TASK PROMPT: Could you copy each line of the listing below that has the word "matches"?

[DATASET CONTENT — start]

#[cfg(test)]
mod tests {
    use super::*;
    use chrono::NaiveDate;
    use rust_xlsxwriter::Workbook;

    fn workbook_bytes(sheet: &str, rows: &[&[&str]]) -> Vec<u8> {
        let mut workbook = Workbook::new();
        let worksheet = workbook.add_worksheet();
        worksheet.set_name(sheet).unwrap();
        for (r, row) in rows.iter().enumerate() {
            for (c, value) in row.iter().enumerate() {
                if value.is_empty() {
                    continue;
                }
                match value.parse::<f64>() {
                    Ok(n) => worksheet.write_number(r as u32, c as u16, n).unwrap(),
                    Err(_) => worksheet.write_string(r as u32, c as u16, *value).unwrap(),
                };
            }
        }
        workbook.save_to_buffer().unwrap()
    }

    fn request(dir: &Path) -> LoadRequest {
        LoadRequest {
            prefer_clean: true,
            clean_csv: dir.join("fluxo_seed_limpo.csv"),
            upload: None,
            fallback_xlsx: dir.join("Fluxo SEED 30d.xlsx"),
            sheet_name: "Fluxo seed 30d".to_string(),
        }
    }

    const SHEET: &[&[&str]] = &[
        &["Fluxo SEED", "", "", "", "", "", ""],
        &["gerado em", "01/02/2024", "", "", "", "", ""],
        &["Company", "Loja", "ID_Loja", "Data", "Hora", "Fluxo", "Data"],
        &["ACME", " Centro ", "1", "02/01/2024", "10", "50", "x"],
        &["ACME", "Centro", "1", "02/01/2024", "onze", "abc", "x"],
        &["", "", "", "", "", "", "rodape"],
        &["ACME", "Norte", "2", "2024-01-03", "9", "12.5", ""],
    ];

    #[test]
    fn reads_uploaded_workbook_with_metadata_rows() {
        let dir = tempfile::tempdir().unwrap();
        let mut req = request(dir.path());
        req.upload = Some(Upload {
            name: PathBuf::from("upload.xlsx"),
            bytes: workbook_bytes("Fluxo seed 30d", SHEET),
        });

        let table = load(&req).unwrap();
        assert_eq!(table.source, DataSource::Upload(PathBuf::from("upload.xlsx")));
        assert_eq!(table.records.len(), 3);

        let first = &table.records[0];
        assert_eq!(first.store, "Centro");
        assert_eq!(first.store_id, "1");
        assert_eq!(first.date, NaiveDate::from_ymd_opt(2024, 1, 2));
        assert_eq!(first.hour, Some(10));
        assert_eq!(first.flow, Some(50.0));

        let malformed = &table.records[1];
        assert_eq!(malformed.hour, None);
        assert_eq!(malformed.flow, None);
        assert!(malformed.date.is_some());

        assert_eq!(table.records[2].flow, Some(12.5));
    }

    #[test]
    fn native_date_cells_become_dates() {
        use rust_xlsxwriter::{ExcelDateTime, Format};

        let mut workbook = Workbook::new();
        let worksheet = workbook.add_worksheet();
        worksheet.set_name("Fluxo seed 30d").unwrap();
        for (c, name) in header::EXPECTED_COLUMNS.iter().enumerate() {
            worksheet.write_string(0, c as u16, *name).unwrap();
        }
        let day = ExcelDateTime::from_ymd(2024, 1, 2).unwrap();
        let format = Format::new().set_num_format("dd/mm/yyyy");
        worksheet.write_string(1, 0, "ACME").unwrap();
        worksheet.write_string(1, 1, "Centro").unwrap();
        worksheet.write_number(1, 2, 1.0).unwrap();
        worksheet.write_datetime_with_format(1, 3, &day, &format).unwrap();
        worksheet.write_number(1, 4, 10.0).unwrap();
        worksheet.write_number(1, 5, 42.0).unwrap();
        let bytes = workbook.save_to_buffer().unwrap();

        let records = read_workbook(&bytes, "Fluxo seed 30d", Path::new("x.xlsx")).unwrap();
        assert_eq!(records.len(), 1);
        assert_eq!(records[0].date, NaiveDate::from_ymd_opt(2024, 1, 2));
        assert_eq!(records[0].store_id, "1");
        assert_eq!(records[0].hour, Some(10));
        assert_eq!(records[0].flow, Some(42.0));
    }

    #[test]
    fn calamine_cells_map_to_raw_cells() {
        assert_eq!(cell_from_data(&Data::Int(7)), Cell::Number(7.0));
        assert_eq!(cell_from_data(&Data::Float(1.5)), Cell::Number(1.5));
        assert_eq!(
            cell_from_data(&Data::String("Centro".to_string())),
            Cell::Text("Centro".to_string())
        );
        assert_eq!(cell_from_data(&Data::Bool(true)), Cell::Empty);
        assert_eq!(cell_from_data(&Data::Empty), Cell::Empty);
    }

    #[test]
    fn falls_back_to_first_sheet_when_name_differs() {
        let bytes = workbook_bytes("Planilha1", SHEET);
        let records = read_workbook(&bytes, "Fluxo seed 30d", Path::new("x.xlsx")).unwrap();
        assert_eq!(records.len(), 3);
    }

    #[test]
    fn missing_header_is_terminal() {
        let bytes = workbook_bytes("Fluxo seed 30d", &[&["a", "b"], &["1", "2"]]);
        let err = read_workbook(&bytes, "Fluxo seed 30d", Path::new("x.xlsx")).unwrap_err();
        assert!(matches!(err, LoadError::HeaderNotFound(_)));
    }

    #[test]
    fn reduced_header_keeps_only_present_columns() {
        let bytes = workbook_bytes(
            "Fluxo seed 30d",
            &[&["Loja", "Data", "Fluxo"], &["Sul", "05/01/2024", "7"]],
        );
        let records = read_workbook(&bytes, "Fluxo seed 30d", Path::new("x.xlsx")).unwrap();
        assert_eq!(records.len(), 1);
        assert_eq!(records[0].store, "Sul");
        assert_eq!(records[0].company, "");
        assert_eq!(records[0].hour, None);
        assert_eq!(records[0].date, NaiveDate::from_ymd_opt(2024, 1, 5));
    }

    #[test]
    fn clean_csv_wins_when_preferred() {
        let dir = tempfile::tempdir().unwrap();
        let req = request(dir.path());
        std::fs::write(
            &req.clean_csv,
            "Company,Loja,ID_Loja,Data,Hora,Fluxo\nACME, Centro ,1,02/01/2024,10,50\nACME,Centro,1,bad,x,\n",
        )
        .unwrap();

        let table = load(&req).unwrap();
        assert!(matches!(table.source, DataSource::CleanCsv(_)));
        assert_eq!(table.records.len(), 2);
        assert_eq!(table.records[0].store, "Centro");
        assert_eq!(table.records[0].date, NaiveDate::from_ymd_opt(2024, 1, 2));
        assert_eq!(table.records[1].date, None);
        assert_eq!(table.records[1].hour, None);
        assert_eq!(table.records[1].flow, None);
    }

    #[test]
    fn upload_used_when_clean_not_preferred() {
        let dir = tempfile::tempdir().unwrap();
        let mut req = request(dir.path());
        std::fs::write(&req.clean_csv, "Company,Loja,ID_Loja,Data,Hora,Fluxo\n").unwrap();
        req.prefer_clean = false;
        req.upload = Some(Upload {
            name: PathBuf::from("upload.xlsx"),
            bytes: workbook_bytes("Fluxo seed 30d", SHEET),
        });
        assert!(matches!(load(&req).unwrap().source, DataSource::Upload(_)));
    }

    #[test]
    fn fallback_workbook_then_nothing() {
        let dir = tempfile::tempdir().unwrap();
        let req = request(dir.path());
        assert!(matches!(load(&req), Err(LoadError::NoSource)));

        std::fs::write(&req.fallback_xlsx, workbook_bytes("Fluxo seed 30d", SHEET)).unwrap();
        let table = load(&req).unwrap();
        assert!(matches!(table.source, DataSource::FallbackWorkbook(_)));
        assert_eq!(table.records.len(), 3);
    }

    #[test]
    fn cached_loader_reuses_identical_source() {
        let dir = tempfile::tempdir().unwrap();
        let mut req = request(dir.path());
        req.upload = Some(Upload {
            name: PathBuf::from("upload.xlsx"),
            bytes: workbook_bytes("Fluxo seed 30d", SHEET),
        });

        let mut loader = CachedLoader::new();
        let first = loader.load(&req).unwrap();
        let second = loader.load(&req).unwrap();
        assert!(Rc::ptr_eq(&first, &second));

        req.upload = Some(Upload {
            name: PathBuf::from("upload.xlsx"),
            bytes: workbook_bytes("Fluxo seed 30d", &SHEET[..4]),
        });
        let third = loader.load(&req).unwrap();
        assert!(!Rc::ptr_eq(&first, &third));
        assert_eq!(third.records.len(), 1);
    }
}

[DATASET CONTENT — finish]

RESPONSE TO THIS TASK:
        assert!(matches!(err, LoadError::HeaderNotFound(_)));
        assert!(matches!(table.source, DataSource::CleanCsv(_)));
        assert!(matches!(load(&req).unwrap().source, DataSource::Upload(_)));
        assert!(matches!(load(&req), Err(LoadError::NoSource)));
        assert!(matches!(table.source, DataSource::FallbackWorkbook(_)));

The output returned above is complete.